System length $L$ dependence of the electrical resistance $R$ of an armchair SWNT at 300 K. The error bars originate from the standard error of $j_{{\epsilon }_{\mathrm{F}},n}\left(t\right)$ from 160 to 200 ps per 1 ps. The dotted line represents $R=(R_0/2)L/L_{\mathrm{m}}$ in the diffusive limit at $L/L_{\mathrm{m}}\to \infty$, where $L_{\mathrm{m}}$ is the mean free path, and the dash-dotted line represents $R=R_0/2$ in the ballistic limit at $L/L_{\mathrm{m}}\to 0$. The inset shows that the diameter $d_t$ dependence of $L_{\mathrm{m}}$ at 300 K as $L_{\mathrm{m}}=366.6d_t$. The error bars originate from those of $R$.

Figure 4

System length $L$ dependence of the coherent component $J_{{\epsilon }_{\mathrm{F}}}\left({\omega }_{\mathrm{F}}\right)$ for an armchair SWNT at 300 K. $J_{{\epsilon }_{\mathrm{F}}}\left({\omega }_{\mathrm{F}}\right)$ behaves as $J_{{\epsilon }_{\mathrm{F}}}\left({\omega }_{\mathrm{F}}\right)=2exp(-L/L_{\varphi })$ (solid line), where $L_{\varphi }$ is the phase coherence length.
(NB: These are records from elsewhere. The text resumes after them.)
//! # mediahub-database
//!
//! PostgreSQL connection management, the attachment and emoji repository
//! traits, and their Postgres and in-memory implementations.

pub mod connection;
pub mod migration;
pub mod repositories;

pub use connection::DatabasePool;
pub use repositories::{AttachmentRepository, EmojiRepository};
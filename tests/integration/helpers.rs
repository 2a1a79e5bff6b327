//! Shared test helpers for integration tests.

use std::io::Cursor;
use std::sync::Arc;
use std::time::Duration;

use bytes::Bytes;
use image::{DynamicImage, ImageFormat, Rgba, RgbaImage};
use tempfile::TempDir;

use mediahub_core::config::MediaConfig;
use mediahub_database::repositories::MemoryMediaRepository;
use mediahub_media::{MediaContext, MediaManager};
use mediahub_storage::LocalStorageProvider;

/// Test application context
pub struct TestApp {
    /// The manager under test
    pub manager: MediaManager,
    /// Metadata store shared with the manager
    pub repo: MemoryMediaRepository,
    /// Blob store shared with the manager
    pub storage: Arc<LocalStorageProvider>,
    _dir: TempDir,
}

impl TestApp {
    /// Create a manager with `workers` workers and the given cache age
    pub async fn new(workers: usize, remote_cache_days: u32) -> Self {
        let config = MediaConfig {
            worker_count: Some(workers),
            remote_cache_days,
            ..Default::default()
        };

        let dir = tempfile::tempdir().expect("Failed to create temp dir");
        let repo = MemoryMediaRepository::new();
        let storage = Arc::new(
            LocalStorageProvider::new(dir.path())
                .await
                .expect("Failed to init storage"),
        );
        let ctx = MediaContext::new(
            Arc::new(repo.clone()),
            Arc::new(repo.clone()),
            storage.clone(),
            &config,
        );
        let manager = MediaManager::new(ctx, &config)
            .await
            .expect("Failed to start media manager");

        Self {
            manager,
            repo,
            storage,
            _dir: dir,
        }
    }
}

/// Encode a solid-colour PNG
pub fn png(width: u32, height: u32) -> Bytes {
    let img = RgbaImage::from_pixel(width, height, Rgba([250, 200, 10, 255]));
    let mut buf = Vec::new();
    DynamicImage::ImageRgba8(img)
        .write_to(&mut Cursor::new(&mut buf), ImageFormat::Png)
        .expect("Failed to encode PNG");
    Bytes::from(buf)
}

/// Poll `condition` until it holds, failing the test after ten seconds
pub async fn eventually(mut condition: impl FnMut() -> bool) {
    tokio::time::timeout(Duration::from_secs(10), async {
        while !condition() {
            tokio::time::sleep(Duration::from_millis(10)).await;
        }
    })
    .await
    .expect("Condition not reached in time");
}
The dotted line, $1-L/L_{\varphi }$, shows the asymptotic behavior of $J_{{\epsilon }_{\mathrm{F}}}\left({\omega }_{\mathrm{F}}\right)$ for $L/L_{\varphi }\to 0$. The inset shows the diameter $d_t$ dependence of $L_{\varphi }$ at 300 K as $L_{\varphi }=352.1d_t$.

Figure 5

Relationship between the mean free path $L_{\mathrm{m}}$ and the phase coherence length $L_{\varphi }$ for an armchair SWNT at 300 K. The solid line, shown as $L_{\varphi }=0.958L_{\mathrm{m}}$, is always under the dotted line shown as $L_{\varphi }=L_{\mathrm{m}}$. This means that $L_{\mathrm{m}}$ is always longer than $L_{\varphi }$.

Figure 6

System length $L$ dependence of the electrical resistance $R$ for an SWNT with various diameters at 300 K. The error bars originate from the standard error of $j_{{\epsilon }_{\mathrm{F}},n}\left(t\right)$ from 160 to 200 ps in the steady state per 1 ps. The dotted lines represent the resistance $R=(R_0/2)L/L_{\mathrm{m}}$ in the diffusive limit $L\gg L_{\mathrm{m}}$, and the dash-dotted line represents the resistance $R=R_0/2$ in the ballistic limit $L_{\mathrm{m}}\gg L$.

Figure 7

System length $L$ dependence of the coherent component $J_{{\epsilon }_{\mathrm{F}}}\left({\omega }_{\mathrm{F}}\right)$ for an armchair SWNT with various diameters $d_t$ at 300 K. The dotted lines, $1-L/L_{\varphi }$, show the asymptotic behavior of $J_{{\epsilon }_{\mathrm{F}}}\left({\omega }_{\mathrm{F}}\right)$ for $L\to 0$.